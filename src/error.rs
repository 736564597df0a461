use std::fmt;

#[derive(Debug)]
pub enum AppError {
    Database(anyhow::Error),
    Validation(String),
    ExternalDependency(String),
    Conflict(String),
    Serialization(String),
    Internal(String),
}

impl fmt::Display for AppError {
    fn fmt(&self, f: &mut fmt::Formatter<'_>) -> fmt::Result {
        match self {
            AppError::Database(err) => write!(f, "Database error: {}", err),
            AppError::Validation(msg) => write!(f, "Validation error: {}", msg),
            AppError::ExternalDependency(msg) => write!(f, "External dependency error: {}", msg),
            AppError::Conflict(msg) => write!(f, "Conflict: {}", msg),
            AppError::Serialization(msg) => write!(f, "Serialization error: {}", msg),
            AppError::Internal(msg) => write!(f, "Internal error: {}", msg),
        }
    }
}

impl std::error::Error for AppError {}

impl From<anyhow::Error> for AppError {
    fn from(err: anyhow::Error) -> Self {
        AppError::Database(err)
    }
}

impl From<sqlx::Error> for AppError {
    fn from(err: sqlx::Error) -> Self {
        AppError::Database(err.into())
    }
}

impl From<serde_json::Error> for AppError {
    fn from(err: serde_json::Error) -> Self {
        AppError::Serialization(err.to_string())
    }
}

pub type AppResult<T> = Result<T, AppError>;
——
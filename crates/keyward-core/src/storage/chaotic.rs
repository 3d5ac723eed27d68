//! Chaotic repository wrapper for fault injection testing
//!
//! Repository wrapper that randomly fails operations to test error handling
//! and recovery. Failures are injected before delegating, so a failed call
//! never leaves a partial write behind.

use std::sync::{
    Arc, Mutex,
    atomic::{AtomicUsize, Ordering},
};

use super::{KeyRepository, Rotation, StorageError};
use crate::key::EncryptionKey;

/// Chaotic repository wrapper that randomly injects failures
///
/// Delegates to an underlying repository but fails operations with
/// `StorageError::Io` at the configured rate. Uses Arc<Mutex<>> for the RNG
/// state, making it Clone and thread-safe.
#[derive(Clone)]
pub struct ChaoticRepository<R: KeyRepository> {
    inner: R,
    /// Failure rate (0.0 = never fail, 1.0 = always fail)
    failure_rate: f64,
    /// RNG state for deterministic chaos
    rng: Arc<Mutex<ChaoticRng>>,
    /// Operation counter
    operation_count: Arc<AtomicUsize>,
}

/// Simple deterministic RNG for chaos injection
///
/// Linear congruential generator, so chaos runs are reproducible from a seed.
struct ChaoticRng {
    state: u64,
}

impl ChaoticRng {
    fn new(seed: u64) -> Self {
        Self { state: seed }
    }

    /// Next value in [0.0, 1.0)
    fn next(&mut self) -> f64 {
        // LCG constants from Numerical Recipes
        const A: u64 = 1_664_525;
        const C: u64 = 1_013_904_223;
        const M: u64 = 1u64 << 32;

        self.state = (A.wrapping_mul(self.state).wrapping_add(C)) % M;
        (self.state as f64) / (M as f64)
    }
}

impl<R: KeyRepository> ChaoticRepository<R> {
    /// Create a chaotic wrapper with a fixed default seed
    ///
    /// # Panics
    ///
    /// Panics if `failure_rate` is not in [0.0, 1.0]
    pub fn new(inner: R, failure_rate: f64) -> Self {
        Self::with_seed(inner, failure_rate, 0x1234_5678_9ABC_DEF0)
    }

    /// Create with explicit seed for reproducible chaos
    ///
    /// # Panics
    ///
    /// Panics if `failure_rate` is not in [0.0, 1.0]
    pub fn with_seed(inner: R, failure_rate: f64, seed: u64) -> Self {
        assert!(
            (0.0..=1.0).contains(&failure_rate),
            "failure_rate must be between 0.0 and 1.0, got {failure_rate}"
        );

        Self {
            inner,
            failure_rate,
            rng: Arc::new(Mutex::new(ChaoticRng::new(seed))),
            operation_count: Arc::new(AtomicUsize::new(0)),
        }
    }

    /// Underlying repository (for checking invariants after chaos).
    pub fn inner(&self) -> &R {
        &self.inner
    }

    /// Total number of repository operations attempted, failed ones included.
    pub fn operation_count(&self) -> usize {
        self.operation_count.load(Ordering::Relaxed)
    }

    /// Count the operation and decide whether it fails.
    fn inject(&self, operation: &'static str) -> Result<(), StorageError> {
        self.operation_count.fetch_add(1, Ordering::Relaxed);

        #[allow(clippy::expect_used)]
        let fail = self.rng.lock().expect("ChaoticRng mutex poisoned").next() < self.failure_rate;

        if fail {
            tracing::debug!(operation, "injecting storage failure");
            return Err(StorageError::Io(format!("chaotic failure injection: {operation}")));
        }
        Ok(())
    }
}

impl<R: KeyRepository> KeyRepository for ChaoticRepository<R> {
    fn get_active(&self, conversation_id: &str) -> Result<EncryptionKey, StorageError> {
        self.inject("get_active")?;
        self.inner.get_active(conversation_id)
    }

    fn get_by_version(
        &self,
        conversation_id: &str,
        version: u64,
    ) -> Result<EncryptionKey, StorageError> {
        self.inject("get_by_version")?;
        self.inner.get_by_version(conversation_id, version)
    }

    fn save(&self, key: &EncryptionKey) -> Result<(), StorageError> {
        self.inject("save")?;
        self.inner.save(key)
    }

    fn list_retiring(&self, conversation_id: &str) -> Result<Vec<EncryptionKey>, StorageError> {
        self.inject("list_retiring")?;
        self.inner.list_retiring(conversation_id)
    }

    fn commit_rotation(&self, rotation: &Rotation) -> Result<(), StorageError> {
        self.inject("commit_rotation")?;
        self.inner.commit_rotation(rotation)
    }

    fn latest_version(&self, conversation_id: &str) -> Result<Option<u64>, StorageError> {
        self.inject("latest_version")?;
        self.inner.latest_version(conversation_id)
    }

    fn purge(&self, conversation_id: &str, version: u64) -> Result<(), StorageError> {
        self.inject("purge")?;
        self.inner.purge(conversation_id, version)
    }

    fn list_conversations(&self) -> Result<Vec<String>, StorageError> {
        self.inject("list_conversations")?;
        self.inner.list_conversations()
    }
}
——
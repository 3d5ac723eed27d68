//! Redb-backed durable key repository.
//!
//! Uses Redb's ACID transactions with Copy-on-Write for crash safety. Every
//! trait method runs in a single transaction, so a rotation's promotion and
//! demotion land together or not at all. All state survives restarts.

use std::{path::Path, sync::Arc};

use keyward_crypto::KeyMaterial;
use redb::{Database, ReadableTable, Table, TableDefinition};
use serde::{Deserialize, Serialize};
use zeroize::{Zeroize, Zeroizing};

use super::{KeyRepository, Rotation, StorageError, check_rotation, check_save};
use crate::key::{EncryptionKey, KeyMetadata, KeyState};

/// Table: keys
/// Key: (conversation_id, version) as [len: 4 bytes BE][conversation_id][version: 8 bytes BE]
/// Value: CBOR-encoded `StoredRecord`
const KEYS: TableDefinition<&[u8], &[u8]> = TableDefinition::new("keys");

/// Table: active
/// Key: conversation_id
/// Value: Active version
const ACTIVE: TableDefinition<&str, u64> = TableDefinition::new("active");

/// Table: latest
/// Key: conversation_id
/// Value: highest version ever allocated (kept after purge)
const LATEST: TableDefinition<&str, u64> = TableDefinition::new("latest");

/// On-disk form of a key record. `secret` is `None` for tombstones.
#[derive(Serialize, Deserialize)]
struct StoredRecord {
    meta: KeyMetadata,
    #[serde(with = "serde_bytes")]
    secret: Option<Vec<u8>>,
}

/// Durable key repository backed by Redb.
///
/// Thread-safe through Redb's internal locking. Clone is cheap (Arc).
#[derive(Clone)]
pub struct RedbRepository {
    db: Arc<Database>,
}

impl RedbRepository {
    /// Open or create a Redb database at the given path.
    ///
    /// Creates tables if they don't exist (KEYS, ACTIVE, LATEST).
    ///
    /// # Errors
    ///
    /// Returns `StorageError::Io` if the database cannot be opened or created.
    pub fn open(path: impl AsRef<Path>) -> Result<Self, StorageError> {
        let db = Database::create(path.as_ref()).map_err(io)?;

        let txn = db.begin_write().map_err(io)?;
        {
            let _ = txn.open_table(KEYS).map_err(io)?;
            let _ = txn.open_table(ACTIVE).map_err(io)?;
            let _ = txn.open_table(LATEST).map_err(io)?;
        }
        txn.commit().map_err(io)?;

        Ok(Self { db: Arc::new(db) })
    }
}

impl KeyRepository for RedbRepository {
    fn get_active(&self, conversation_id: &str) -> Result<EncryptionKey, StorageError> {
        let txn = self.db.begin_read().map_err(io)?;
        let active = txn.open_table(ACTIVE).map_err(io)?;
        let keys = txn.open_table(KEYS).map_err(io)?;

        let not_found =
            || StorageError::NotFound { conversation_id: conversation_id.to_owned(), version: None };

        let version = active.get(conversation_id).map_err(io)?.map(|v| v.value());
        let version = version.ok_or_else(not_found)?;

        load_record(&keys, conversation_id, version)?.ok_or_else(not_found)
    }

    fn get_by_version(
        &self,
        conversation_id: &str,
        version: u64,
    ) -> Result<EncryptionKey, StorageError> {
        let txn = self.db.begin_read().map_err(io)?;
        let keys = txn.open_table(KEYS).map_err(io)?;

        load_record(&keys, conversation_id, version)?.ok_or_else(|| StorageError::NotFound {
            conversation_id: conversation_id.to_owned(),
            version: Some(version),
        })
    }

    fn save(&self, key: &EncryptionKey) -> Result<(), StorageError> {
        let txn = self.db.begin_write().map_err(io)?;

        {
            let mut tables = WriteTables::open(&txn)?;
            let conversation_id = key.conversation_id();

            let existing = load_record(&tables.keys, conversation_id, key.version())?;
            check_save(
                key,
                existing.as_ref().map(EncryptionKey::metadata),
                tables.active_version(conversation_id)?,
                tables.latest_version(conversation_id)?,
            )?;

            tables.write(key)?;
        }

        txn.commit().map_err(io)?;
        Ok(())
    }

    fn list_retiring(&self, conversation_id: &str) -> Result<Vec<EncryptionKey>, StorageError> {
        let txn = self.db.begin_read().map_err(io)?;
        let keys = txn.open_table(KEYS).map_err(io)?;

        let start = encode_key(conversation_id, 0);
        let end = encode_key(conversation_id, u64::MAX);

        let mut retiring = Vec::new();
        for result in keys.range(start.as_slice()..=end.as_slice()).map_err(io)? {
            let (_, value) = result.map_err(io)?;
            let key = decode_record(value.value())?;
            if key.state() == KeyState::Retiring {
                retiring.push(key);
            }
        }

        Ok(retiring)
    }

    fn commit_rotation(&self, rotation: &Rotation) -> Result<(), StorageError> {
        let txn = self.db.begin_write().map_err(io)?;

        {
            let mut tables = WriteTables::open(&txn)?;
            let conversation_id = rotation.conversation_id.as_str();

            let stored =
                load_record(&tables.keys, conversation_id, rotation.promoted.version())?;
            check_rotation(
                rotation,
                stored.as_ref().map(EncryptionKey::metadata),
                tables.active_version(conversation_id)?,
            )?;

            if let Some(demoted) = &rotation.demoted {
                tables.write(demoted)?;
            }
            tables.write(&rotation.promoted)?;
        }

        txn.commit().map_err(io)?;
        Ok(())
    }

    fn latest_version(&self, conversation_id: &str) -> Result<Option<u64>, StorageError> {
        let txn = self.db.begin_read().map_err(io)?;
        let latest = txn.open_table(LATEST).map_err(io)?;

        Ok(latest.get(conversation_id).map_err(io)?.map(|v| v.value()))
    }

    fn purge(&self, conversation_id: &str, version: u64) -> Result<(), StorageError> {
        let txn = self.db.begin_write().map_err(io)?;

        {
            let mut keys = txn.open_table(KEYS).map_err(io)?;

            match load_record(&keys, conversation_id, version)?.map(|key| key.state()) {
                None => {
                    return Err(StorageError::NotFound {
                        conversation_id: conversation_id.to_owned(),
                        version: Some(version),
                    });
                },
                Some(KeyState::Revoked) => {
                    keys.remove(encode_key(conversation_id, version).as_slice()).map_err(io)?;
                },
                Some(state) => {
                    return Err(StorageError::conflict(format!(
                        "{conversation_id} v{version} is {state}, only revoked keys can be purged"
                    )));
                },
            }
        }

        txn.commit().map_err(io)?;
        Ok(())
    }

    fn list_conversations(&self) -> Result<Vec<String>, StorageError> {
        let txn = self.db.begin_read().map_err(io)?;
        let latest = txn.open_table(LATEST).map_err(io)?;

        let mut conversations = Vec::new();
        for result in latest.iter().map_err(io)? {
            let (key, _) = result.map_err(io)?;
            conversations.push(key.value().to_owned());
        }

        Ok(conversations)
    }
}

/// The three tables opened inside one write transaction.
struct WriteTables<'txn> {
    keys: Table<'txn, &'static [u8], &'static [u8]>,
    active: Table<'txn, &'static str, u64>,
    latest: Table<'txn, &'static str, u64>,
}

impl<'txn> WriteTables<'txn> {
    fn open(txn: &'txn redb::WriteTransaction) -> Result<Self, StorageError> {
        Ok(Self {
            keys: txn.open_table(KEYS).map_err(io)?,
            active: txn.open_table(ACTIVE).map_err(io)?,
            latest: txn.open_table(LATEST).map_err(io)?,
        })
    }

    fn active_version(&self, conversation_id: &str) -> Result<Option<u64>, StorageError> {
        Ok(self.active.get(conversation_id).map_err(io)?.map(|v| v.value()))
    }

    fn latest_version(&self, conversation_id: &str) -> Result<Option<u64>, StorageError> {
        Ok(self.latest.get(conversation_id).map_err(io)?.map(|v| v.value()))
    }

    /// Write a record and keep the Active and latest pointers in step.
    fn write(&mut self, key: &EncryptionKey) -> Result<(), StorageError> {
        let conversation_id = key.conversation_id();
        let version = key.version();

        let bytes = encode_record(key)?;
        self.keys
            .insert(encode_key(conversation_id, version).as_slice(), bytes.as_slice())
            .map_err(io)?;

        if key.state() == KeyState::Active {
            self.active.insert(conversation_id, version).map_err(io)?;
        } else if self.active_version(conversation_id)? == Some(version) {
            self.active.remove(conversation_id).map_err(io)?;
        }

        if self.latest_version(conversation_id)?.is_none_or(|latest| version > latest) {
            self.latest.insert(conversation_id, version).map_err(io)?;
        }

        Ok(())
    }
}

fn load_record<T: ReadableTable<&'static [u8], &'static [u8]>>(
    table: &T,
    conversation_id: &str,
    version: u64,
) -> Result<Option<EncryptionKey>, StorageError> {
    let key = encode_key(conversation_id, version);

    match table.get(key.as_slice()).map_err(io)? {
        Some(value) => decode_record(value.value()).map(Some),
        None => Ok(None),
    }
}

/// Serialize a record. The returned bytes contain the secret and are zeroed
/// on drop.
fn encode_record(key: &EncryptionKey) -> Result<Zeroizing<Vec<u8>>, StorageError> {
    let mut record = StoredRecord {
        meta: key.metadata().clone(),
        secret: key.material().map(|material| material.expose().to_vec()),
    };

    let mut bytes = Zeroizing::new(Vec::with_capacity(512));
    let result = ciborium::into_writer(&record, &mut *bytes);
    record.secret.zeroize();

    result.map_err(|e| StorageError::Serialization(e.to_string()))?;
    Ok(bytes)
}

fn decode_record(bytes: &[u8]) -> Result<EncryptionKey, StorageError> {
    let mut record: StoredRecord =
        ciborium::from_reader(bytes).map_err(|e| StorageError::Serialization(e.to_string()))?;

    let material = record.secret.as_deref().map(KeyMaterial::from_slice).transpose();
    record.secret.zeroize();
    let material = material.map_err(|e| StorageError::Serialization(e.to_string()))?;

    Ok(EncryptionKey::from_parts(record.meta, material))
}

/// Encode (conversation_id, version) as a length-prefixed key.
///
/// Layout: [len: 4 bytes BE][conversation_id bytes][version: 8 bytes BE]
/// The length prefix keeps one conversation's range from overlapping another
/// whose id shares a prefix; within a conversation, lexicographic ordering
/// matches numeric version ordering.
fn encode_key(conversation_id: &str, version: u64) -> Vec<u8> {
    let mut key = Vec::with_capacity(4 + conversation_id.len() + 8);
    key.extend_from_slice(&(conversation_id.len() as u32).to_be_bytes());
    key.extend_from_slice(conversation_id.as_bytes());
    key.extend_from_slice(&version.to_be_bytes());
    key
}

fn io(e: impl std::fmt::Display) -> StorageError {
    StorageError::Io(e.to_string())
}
——
• What is needed:
Reproduce exactly, and only, the part of the listing above that begins at the line with "const ACTIVE: TableDefinition<&str, u64>" and goes on through the line with "let _ = txn.open_table(KEYS).map_err(io)?;".

• Task solution:
const ACTIVE: TableDefinition<&str, u64> = TableDefinition::new("active");

/// Table: latest
/// Key: conversation_id
/// Value: highest version ever allocated (kept after purge)
const LATEST: TableDefinition<&str, u64> = TableDefinition::new("latest");

/// On-disk form of a key record. `secret` is `None` for tombstones.
#[derive(Serialize, Deserialize)]
struct StoredRecord {
    meta: KeyMetadata,
    #[serde(with = "serde_bytes")]
    secret: Option<Vec<u8>>,
}

/// Durable key repository backed by Redb.
///
/// Thread-safe through Redb's internal locking. Clone is cheap (Arc).
#[derive(Clone)]
pub struct RedbRepository {
    db: Arc<Database>,
}

impl RedbRepository {
    /// Open or create a Redb database at the given path.
    ///
    /// Creates tables if they don't exist (KEYS, ACTIVE, LATEST).
    ///
    /// # Errors
    ///
    /// Returns `StorageError::Io` if the database cannot be opened or created.
    pub fn open(path: impl AsRef<Path>) -> Result<Self, StorageError> {
        let db = Database::create(path.as_ref()).map_err(io)?;

        let txn = db.begin_write().map_err(io)?;
        {
            let _ = txn.open_table(KEYS).map_err(io)?;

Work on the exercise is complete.